Your task is to set down the records below again, exactly.

EXTRACTED INFORMATION Start Marker

use async_trait::async_trait;
use aws_sdk_dynamodb::error::DisplayErrorContext;
use aws_sdk_dynamodb::types::AttributeValue;
use aws_sdk_dynamodb::Client;
use log::{debug, error, info};
use std::collections::HashMap;

use super::FamilyStore;
use crate::error::{Result, StoreError};
use crate::models::Family;

pub const DEFAULT_TABLE_NAME: &str = "wedding-families";

type Item = HashMap<String, AttributeValue>;

/// DynamoDB-backed family store. The table is keyed on the string
/// attribute `id`.
#[derive(Clone)]
pub struct DynamoFamilyStore {
    client: Client,
    table_name: String,
}

/// Builds a client from the default AWS config. `endpoint` overrides the
/// service URL, e.g. for DynamoDB Local.
pub async fn create_client(endpoint: Option<&str>) -> Client {
    let sdk_config = aws_config::load_defaults(aws_config::BehaviorVersion::latest()).await;
    match endpoint {
        Some(url) => {
            info!("Using DynamoDB endpoint override: {}", url);
            let config = aws_sdk_dynamodb::config::Builder::from(&sdk_config)
                .endpoint_url(url)
                .build();
            Client::from_conf(config)
        }
        None => Client::new(&sdk_config),
    }
}

impl DynamoFamilyStore {
    pub fn with_client_and_table(client: Client, table_name: String) -> Self {
        info!("DynamoFamilyStore using table '{}'", table_name);
        Self { client, table_name }
    }

    pub fn table_name(&self) -> &str {
        &self.table_name
    }

    fn key(id: &str) -> Item {
        HashMap::from([("id".to_string(), AttributeValue::S(id.to_string()))])
    }

    async fn put_conditional(&self, family: &Family, condition: &str) -> Result<()> {
        let item: Item = serde_dynamo::to_item(family)?;

        self.client
            .put_item()
            .table_name(&self.table_name)
            .set_item(Some(item))
            .condition_expression(condition)
            .send()
            .await
            .map_err(|e| {
                if e.as_service_error()
                    .map(|se| se.is_conditional_check_failed_exception())
                    .unwrap_or(false)
                {
                    if condition.starts_with("attribute_not_exists") {
                        StoreError::AlreadyExists(format!("Family {} already exists", family.id))
                    } else {
                        StoreError::NotFound(format!("Family {} not found", family.id))
                    }
                } else {
                    error!("DynamoDB put_item failed: {}", DisplayErrorContext(&e));
                    StoreError::Unavailable(DisplayErrorContext(&e).to_string())
                }
            })?;

        Ok(())
    }
}

#[async_trait]
impl FamilyStore for DynamoFamilyStore {
    async fn list_families(&self) -> Result<Vec<Family>> {
        let mut families: Vec<Family> = Vec::new();
        let mut start_key: Option<Item> = None;

        loop {
            let output = self
                .client
                .scan()
                .table_name(&self.table_name)
                .set_exclusive_start_key(start_key.take())
                .send()
                .await
                .map_err(|e| {
                    error!("DynamoDB scan failed: {}", DisplayErrorContext(&e));
                    StoreError::Unavailable(DisplayErrorContext(&e).to_string())
                })?;

            if let Some(items) = output.items {
                let page: Vec<Family> = serde_dynamo::from_items(items)?;
                families.extend(page);
            }

            match output.last_evaluated_key {
                Some(key) if !key.is_empty() => start_key = Some(key),
                _ => break,
            }
        }

        debug!("Scanned {} families from '{}'", families.len(), self.table_name);
        Ok(families)
    }

    async fn get_family(&self, id: &str) -> Result<Family> {
        let output = self
            .client
            .get_item()
            .table_name(&self.table_name)
            .set_key(Some(Self::key(id)))
            .send()
            .await
            .map_err(|e| {
                error!("DynamoDB get_item failed: {}", DisplayErrorContext(&e));
                StoreError::Unavailable(DisplayErrorContext(&e).to_string())
            })?;

        match output.item {
            Some(item) => Ok(serde_dynamo::from_item(item)?),
            None => Err(StoreError::NotFound(format!("Family {} not found", id))),
        }
    }

    async fn create_family(&self, family: Family) -> Result<Family> {
        self.put_conditional(&family, "attribute_not_exists(id)")
            .await?;
        Ok(family)
    }

    async fn replace_family(&self, family: Family) -> Result<Family> {
        self.put_conditional(&family, "attribute_exists(id)").await?;
        Ok(family)
    }

    async fn delete_family(&self, id: &str) -> Result<()> {
        self.client
            .delete_item()
            .table_name(&self.table_name)
            .set_key(Some(Self::key(id)))
            .condition_expression("attribute_exists(id)")
            .send()
            .await
            .map_err(|e| {
                if e.as_service_error()
                    .map(|se| se.is_conditional_check_failed_exception())
                    .unwrap_or(false)
                {
                    StoreError::NotFound(format!("Family {} not found", id))
                } else {
                    error!("DynamoDB delete_item failed: {}", DisplayErrorContext(&e));
                    StoreError::Unavailable(DisplayErrorContext(&e).to_string())
                }
            })?;

        Ok(())
    }
}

EXTRACTED INFORMATION End Marker

ANSWER.
use async_trait::async_trait;
use aws_sdk_dynamodb::error::DisplayErrorContext;
use aws_sdk_dynamodb::types::AttributeValue;
use aws_sdk_dynamodb::Client;
use log::{debug, error, info};
use std::collections::HashMap;

use super::FamilyStore;
use crate::error::{Result, StoreError};
use crate::models::Family;

pub const DEFAULT_TABLE_NAME: &str = "wedding-families";

type Item = HashMap<String, AttributeValue>;

/// DynamoDB-backed family store. The table is keyed on the string
/// attribute `id`.
#[derive(Clone)]
pub struct DynamoFamilyStore {
    client: Client,
    table_name: String,
}

/// Builds a client from the default AWS config. `endpoint` overrides the
/// service URL, e.g. for DynamoDB Local.
pub async fn create_client(endpoint: Option<&str>) -> Client {
    let sdk_config = aws_config::load_defaults(aws_config::BehaviorVersion::latest()).await;
    match endpoint {
        Some(url) => {
            info!("Using DynamoDB endpoint override: {}", url);
            let config = aws_sdk_dynamodb::config::Builder::from(&sdk_config)
                .endpoint_url(url)
                .build();
            Client::from_conf(config)
        }
        None => Client::new(&sdk_config),
    }
}

impl DynamoFamilyStore {
    pub fn with_client_and_table(client: Client, table_name: String) -> Self {
        info!("DynamoFamilyStore using table '{}'", table_name);
        Self { client, table_name }
    }

    pub fn table_name(&self) -> &str {
        &self.table_name
    }

    fn key(id: &str) -> Item {
        HashMap::from([("id".to_string(), AttributeValue::S(id.to_string()))])
    }

    async fn put_conditional(&self, family: &Family, condition: &str) -> Result<()> {
        let item: Item = serde_dynamo::to_item(family)?;

        self.client
            .put_item()
            .table_name(&self.table_name)
            .set_item(Some(item))
            .condition_expression(condition)
            .send()
            .await
            .map_err(|e| {
                if e.as_service_error()
                    .map(|se| se.is_conditional_check_failed_exception())
                    .unwrap_or(false)
                {
                    if condition.starts_with("attribute_not_exists") {
                        StoreError::AlreadyExists(format!("Family {} already exists", family.id))
                    } else {
                        StoreError::NotFound(format!("Family {} not found", family.id))
                    }
                } else {
                    error!("DynamoDB put_item failed: {}", DisplayErrorContext(&e));
                    StoreError::Unavailable(DisplayErrorContext(&e).to_string())
                }
            })?;

        Ok(())
    }
}

#[async_trait]
impl FamilyStore for DynamoFamilyStore {
    async fn list_families(&self) -> Result<Vec<Family>> {
        let mut families: Vec<Family> = Vec::new();
        let mut start_key: Option<Item> = None;

        loop {
            let output = self
                .client
                .scan()
                .table_name(&self.table_name)
                .set_exclusive_start_key(start_key.take())
                .send()
                .await
                .map_err(|e| {
                    error!("DynamoDB scan failed: {}", DisplayErrorContext(&e));
                    StoreError::Unavailable(DisplayErrorContext(&e).to_string())
                })?;

            if let Some(items) = output.items {
                let page: Vec<Family> = serde_dynamo::from_items(items)?;
                families.extend(page);
            }

            match output.last_evaluated_key {
                Some(key) if !key.is_empty() => start_key = Some(key),
                _ => break,
            }
        }

        debug!("Scanned {} families from '{}'", families.len(), self.table_name);
        Ok(families)
    }

    async fn get_family(&self, id: &str) -> Result<Family> {
        let output = self
            .client
            .get_item()
            .table_name(&self.table_name)
            .set_key(Some(Self::key(id)))
            .send()
            .await
            .map_err(|e| {
                error!("DynamoDB get_item failed: {}", DisplayErrorContext(&e));
                StoreError::Unavailable(DisplayErrorContext(&e).to_string())
            })?;

        match output.item {
            Some(item) => Ok(serde_dynamo::from_item(item)?),
            None => Err(StoreError::NotFound(format!("Family {} not found", id))),
        }
    }

    async fn create_family(&self, family: Family) -> Result<Family> {
        self.put_conditional(&family, "attribute_not_exists(id)")
            .await?;
        Ok(family)
    }

    async fn replace_family(&self, family: Family) -> Result<Family> {
        self.put_conditional(&family, "attribute_exists(id)").await?;
        Ok(family)
    }

    async fn delete_family(&self, id: &str) -> Result<()> {
        self.client
            .delete_item()
            .table_name(&self.table_name)
            .set_key(Some(Self::key(id)))
            .condition_expression("attribute_exists(id)")
            .send()
            .await
            .map_err(|e| {
                if e.as_service_error()
                    .map(|se| se.is_conditional_check_failed_exception())
                    .unwrap_or(false)
                {
                    StoreError::NotFound(format!("Family {} not found", id))
                } else {
                    error!("DynamoDB delete_item failed: {}", DisplayErrorContext(&e));
                    StoreError::Unavailable(DisplayErrorContext(&e).to_string())
                }
            })?;

        Ok(())
    }
}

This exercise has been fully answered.